It is true that Ponterio has alleged more specific facts in his federal complaint that appear styled to support his First Amendment claim; namely, that he informed Judge Titone that he would "expose" Justice Ellerin's "scheme," and that Justice Mangano threatened him with "consequences" if he did so. However, these facts were entirely within Ponterio's possession at the time of his state court lawsuit, and nothing precluded him from stating those facts then.

Ponterio notes, correctly, that "claim preclusion . . . does not apply where the initial forum did not have the power to award the full measure of relief sought in the subsequent litigation."Carlen v. Department of Health Servs., 1996 U.S. App. LEXIS 25241, at *3, citing Rameau v. New York State Dep't of Health, 741 F. Supp. 68, 71 n. 2 (S.D.N.Y. 1990); Davidson v. Capuano, 792 F.2d 275, 281-82 (2d Cir. 1986). Thus, Ponterio argues, because damages from civil rights violations are not recoverable in an Article 78 action, his § 1983 claim should not be barred by res judicata. See Carlen v. Department of Health Servs., 1996 U.S. App. LEXIS 25241, at *3. However, Ponterio brought a "hybrid" Article 78 proceeding and damages action. Ponterio sought money damages on all his claims in state court, including his retaliation claim that is nearly identical to the First Amendment claim he brings now. The concerns that counsel raise against applying res judicata to § 1983 claims in New York are not present in Ponterio's case.

ii. Collateral Estoppel

Alternatively, Ponterio's First Amendment claim is barred by issue preclusion, as distinct from claim preclusion. "[U]nder collateral estoppel, once a court has decided an issue of fact or law necessary to its judgment, that decision may preclude relitigation of the issue in a suit on a different cause of action involving a party to the first case." Carlen v. Department of Health Servs., 1996 U.S. App. LEXIS 25241, at *3; Buechel v. Bain, 766 N.E.2d 914, 919 (N.Y. 2001). For collateral estoppel to apply, New York law requires an "identity of issues," necessarily decided in the prior action and decisive of the present action, and that the litigant had a "full and fair opportunity" to contest the prior decision. Buechel v. Bain, 766 N.E.2d 914, 919. Issue preclusion can unquestionably bar a litigant bringing a § 1983 claim from relitigating issues decided in a prior Article 78 proceeding. Carlen v. Department of Health Servs., 1996 U.S. App.
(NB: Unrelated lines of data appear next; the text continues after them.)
//! Rendering boundary.
//!
//! The crate never talks to a graphics API. A model hands every mesh to a
//! [`RenderSink`] as a [`MeshDraw`], which carries everything the shader
//! binding layer needs: geometry in the fixed
//! [`SKIN_VERTEX_LAYOUT`](crate::resources::SKIN_VERTEX_LAYOUT), the bone
//! matrix array, material parameters and the camera.

use glam::{Mat4, Vec3};

use crate::resources::material::MaterialParams;
use crate::resources::vertex::SkinVertex;

/// Read-only camera state for one frame.
#[derive(Debug, Clone, Copy, PartialEq)]
pub struct CameraView {
    pub view: Mat4,
    pub view_projection: Mat4,
    pub world_position: Vec3,
    pub up: Vec3,
}

impl Default for CameraView {
    fn default() -> Self {
        Self {
            view: Mat4::IDENTITY,
            view_projection: Mat4::IDENTITY,
            world_position: Vec3::ZERO,
            up: Vec3::Y,
        }
    }
}

impl CameraView {
    /// Right-handed perspective camera at `eye` looking at `target`.
    /// `fov_y` is in degrees; depth maps to `[0, 1]`.
    #[must_use]
    pub fn look_at(eye: Vec3, target: Vec3, up: Vec3, fov_y: f32, aspect: f32, near: f32, far: f32) -> Self {
        let view = Mat4::look_at_rh(eye, target, up);
        let projection = Mat4::perspective_rh(fov_y.to_radians(), aspect, near, far);
        Self {
            view,
            view_projection: projection * view,
            world_position: eye,
            up,
        }
    }
}

/// One mesh submission.
#[derive(Debug, Clone, Copy)]
pub struct MeshDraw<'a> {
    pub mesh_index: usize,
    pub name: &'a str,
    pub world: Mat4,
    /// One matrix per bone, indexed by the vertices' blend indices.
    pub bone_matrices: &'a [Mat4],
    pub material: &'a MaterialParams,
    pub vertices: &'a [SkinVertex],
    pub indices: &'a [u32],
    pub camera: &'a CameraView,
}

impl MeshDraw<'_> {
    /// Raw vertex bytes ready for upload.
    #[must_use]
    pub fn vertex_bytes(&self) -> &[u8] {
        bytemuck::cast_slice(self.vertices)
    }

    /// Raw bone matrix bytes ready for upload.
    #[must_use]
    pub fn bone_bytes(&self) -> &[u8] {
        bytemuck::cast_slice(self.bone_matrices)
    }
}

/// Receives mesh submissions from [`SkinModel::draw`](crate::model::SkinModel::draw).
pub trait RenderSink {
    fn draw_mesh(&mut self, draw: &MeshDraw<'_>);
}

/// Collects submissions into a list; handy for tests and for deferring work
/// to another stage.
#[derive(Debug, Clone, Default)]
pub struct DrawList {
    pub draws: Vec<RecordedDraw>,
}

/// Owned summary of a [`MeshDraw`].
#[derive(Debug, Clone, PartialEq)]
pub struct RecordedDraw {
    pub mesh_index: usize,
    pub name: String,
    pub world: Mat4,
    pub bone_matrices: Vec<Mat4>,
    pub index_count: usize,
}

impl RenderSink for DrawList {
    fn draw_mesh(&mut self, draw: &MeshDraw<'_>) {
        self.draws.push(RecordedDraw {
            mesh_index: draw.mesh_index,
            name: draw.name.to_string(),
            world: draw.world,
            bone_matrices: draw.bone_matrices.to_vec(),
            index_count: draw.indices.len(),
        });
    }
}
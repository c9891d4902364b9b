//! Task lifecycle state.

use serde::{Deserialize, Serialize};

/// State of a single Task.
///
/// State transitions:
/// - Idle -> Running -> Succeeded
/// - Idle -> Running -> Failed
/// - Idle -> Running -> Cancelled
/// - Idle -> Cancelled (cancelled before it was ever run)
#[derive(Debug, Clone, Copy, PartialEq, Eq, Hash, Serialize, Deserialize)]
#[serde(rename_all = "SCREAMING_SNAKE_CASE")]
pub enum TaskState {
    /// Created, not submitted yet.
    Idle,

    /// Waiting on the network collaborator.
    Running,

    Succeeded,

    /// Produced a failure envelope (or error).
    Failed,

    Cancelled,
}

impl TaskState {
    /// Is this a terminal state (no further transitions)?
    pub fn is_terminal(self) -> bool {
        matches!(
            self,
            TaskState::Succeeded | TaskState::Failed | TaskState::Cancelled
        )
    }
}

#[cfg(test)]
mod tests {
    use super::*;
    use rstest::rstest;

    #[rstest]
    #[case::idle(TaskState::Idle, false)]
    #[case::running(TaskState::Running, false)]
    #[case::succeeded(TaskState::Succeeded, true)]
    #[case::failed(TaskState::Failed, true)]
    #[case::cancelled(TaskState::Cancelled, true)]
    fn terminal_states(#[case] state: TaskState, #[case] terminal: bool) {
        assert_eq!(state.is_terminal(), terminal);
    }
}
LEXIS 25241, at *4, citing Davis v. Halpern, 813 F.2d 37, 39 (2d Cir. 1987); Rameau v. New York State Dep't of Health, 741 F. Supp. 68, 70-71.

Ponterio argues that because the Board failed to set forth reasons for its denial, he was denied a "full and fair opportunity" to litigate his claims in state court, and thus claim preclusion and issue preclusion should not apply. "[A] full and fair litigation opportunity is provided if the procedures in the initial forum meet the minimum demands of procedural due process." Rameau v. New York State Dep't of Health, 741 F. Supp. 68, 71 n. 3. The New York Court of Appeals has held that the failure to set forth reasons to retired Justices who are denied recertification does not violate due process. Marro v. Bartlett, 389 N.E.2d 808 (N.Y. 1979). Ponterio's argument is thus unavailing.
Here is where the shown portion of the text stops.